Content starts

//! Provider failover: primary → fallback, with per-slot retries.
//!
//! Each slot gets its configured retries with jittered exponential backoff;
//! a rate-limit response skips straight to the next provider. The model id is
//! a property of the slot, so the fallback runs with its own model.

use async_trait::async_trait;
use tracing::{info, warn};

use solis_core::backoff::Backoff;

use crate::provider::{CompletionRequest, CompletionResponse, ModelProvider, ProviderError};

pub struct ProviderSlot {
    pub provider: Box<dyn ModelProvider>,
    /// Model id used when this slot serves the request.
    pub model: String,
    pub max_retries: u32,
}

impl ProviderSlot {
    pub fn new(provider: Box<dyn ModelProvider>, model: &str, max_retries: u32) -> Self {
        Self {
            provider,
            model: model.to_string(),
            max_retries,
        }
    }
}

pub struct ModelRouter {
    slots: Vec<ProviderSlot>,
    backoff: Backoff,
}

impl ModelRouter {
    /// At least one slot is required.
    pub fn new(slots: Vec<ProviderSlot>) -> Self {
        assert!(!slots.is_empty(), "ModelRouter requires at least one provider slot");
        Self {
            slots,
            backoff: Backoff::default(),
        }
    }
}

#[async_trait]
impl ModelProvider for ModelRouter {
    fn name(&self) -> &str {
        "router"
    }

    async fn complete(&self, req: &CompletionRequest) -> Result<CompletionResponse, ProviderError> {
        let mut last_err: Option<ProviderError> = None;

        for slot in &self.slots {
            let provider_name = slot.provider.name();
            let slot_req = CompletionRequest {
                model: slot.model.clone(),
                ..req.clone()
            };

            for attempt in 0..=slot.max_retries {
                match slot.provider.complete(&slot_req).await {
                    Ok(resp) => {
                        if attempt > 0 {
                            info!(provider = %provider_name, attempt, "request succeeded after retry");
                        }
                        return Ok(resp);
                    }
                    Err(e) => {
                        warn!(provider = %provider_name, attempt, err = %e, "provider call failed");

                        // Rate limits burn the whole slot — move on rather
                        // than queueing behind the window.
                        if matches!(e, ProviderError::RateLimited { .. }) {
                            last_err = Some(e);
                            break;
                        }
                        let retryable = e.is_retryable();
                        last_err = Some(e);
                        if !retryable || attempt >= slot.max_retries {
                            break;
                        }
                        tokio::time::sleep(self.backoff.delay(attempt)).await;
                    }
                }
            }

            info!(provider = %provider_name, "provider exhausted, trying next");
        }

        Err(last_err.unwrap_or_else(|| ProviderError::Unavailable("all providers failed".to_string())))
    }
}

#[cfg(test)]
mod tests {
    use super::*;
    use crate::provider::{ChatMessage, Role};
    use std::sync::atomic::{AtomicU32, Ordering};

    struct AlwaysFail;

    #[async_trait]
    impl ModelProvider for AlwaysFail {
        fn name(&self) -> &str {
            "always-fail"
        }
        async fn complete(
            &self,
            _req: &CompletionRequest,
        ) -> Result<CompletionResponse, ProviderError> {
            Err(ProviderError::Unavailable("intentional failure".to_string()))
        }
    }

    struct AlwaysOk;

    #[async_trait]
    impl ModelProvider for AlwaysOk {
        fn name(&self) -> &str {
            "always-ok"
        }
        async fn complete(
            &self,
            req: &CompletionRequest,
        ) -> Result<CompletionResponse, ProviderError> {
            Ok(CompletionResponse {
                text: "ok".to_string(),
                model: req.model.clone(),
                tokens_in: 1,
                tokens_out: 1,
            })
        }
    }

    struct FailThenOk {
        calls: AtomicU32,
    }

    #[async_trait]
    impl ModelProvider for FailThenOk {
        fn name(&self) -> &str {
            "flaky"
        }
        async fn complete(
            &self,
            req: &CompletionRequest,
        ) -> Result<CompletionResponse, ProviderError> {
            if self.calls.fetch_add(1, Ordering::SeqCst) == 0 {
                Err(ProviderError::Api {
                    status: 503,
                    message: "overloaded".to_string(),
                })
            } else {
                Ok(CompletionResponse {
                    text: "recovered".to_string(),
                    model: req.model.clone(),
                    tokens_in: 1,
                    tokens_out: 1,
                })
            }
        }
    }

    fn request() -> CompletionRequest {
        CompletionRequest {
            model: "unset".to_string(),
            system: "persona".to_string(),
            messages: vec![ChatMessage {
                role: Role::User,
                content: "oi".to_string(),
            }],
            images: vec![],
            temperature: 0.4,
            max_tokens: 128,
        }
    }

    #[tokio::test]
    async fn falls_back_to_second_slot() {
        let router = ModelRouter::new(vec![
            ProviderSlot::new(Box::new(AlwaysFail), "primary-model", 0),
            ProviderSlot::new(Box::new(AlwaysOk), "fallback-model", 0),
        ]);
        let resp = router.complete(&request()).await.unwrap();
        assert_eq!(resp.text, "ok");
        assert_eq!(resp.model, "fallback-model");
    }

    #[tokio::test]
    async fn retries_transient_errors_on_same_slot() {
        let router = ModelRouter::new(vec![ProviderSlot::new(
            Box::new(FailThenOk {
                calls: AtomicU32::new(0),
            }),
            "m",
            2,
        )]);
        let resp = router.complete(&request()).await.unwrap();
        assert_eq!(resp.text, "recovered");
    }

    #[tokio::test]
    async fn errors_when_all_slots_fail() {
        let router = ModelRouter::new(vec![
            ProviderSlot::new(Box::new(AlwaysFail), "a", 0),
            ProviderSlot::new(Box::new(AlwaysFail), "b", 0),
        ]);
        assert!(router.complete(&request()).await.is_err());
    }
}
use async_trait::async_trait;
use serde::{Deserialize, Serialize};

/// A single conversation turn sent to the model.
#[derive(Debug, Clone, Serialize, Deserialize)]
pub struct ChatMessage {
    pub role: Role,
    pub content: String,
}

#[derive(Debug, Clone, Copy, PartialEq, Eq, Serialize, Deserialize)]
#[serde(rename_all = "lowercase")]
pub enum Role {
    User,
    Assistant,
}

/// Inline image handed to a vision-capable model.
#[derive(Debug, Clone)]
pub struct ImagePart {
    pub mime: String,
    /// Base64-encoded bytes.
    pub data: String,
}

/// Request to a completion provider.
#[derive(Debug, Clone)]
pub struct CompletionRequest {
    pub model: String,
    pub system: String,
    pub messages: Vec<ChatMessage>,
    /// Images attached to the final user turn.
    pub images: Vec<ImagePart>,
    pub temperature: f32,
    pub max_tokens: u32,
}

#[derive(Debug, Clone)]
pub struct CompletionResponse {
    pub text: String,
    pub model: String,
    pub tokens_in: u32,
    pub tokens_out: u32,
}

/// Common interface for completion providers (Gemini, Anthropic, router).
#[async_trait]
pub trait ModelProvider: Send + Sync {
    /// Provider name for logging and error messages.
    fn name(&self) -> &str;

    /// Send a completion request and wait for the full response.
    async fn complete(&self, req: &CompletionRequest) -> Result<CompletionResponse, ProviderError>;
}

#[derive(Debug, thiserror::Error)]
pub enum ProviderError {
    #[error("HTTP error: {0}")]
    Http(#[from] reqwest::Error),

    #[error("API error ({status}): {message}")]
    Api { status: u16, message: String },

    #[error("parse error: {0}")]
    Parse(String),

    #[error("rate limited, retry after {retry_after_ms}ms")]
    RateLimited { retry_after_ms: u64 },

    #[error("provider returned no content")]
    Empty,

    #[error("provider unavailable: {0}")]
    Unavailable(String),
}

impl ProviderError {
    pub fn is_retryable(&self) -> bool {
        match self {
            ProviderError::Http(e) => e.is_timeout() || e.is_connect(),
            ProviderError::Api { status, .. } => *status >= 500,
            ProviderError::RateLimited { .. } => true,
            ProviderError::Empty => true,
            _ => false,
        }
    }
}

Content ends

### YOUR INSTRUCTIONS
The lines to copy are those in the records above containing the word "impl".

### TASK ANSWER
impl ProviderSlot {
impl ModelRouter {
impl ModelProvider for ModelRouter {
    impl ModelProvider for AlwaysFail {
    impl ModelProvider for AlwaysOk {
    impl ModelProvider for FailThenOk {
impl ProviderError {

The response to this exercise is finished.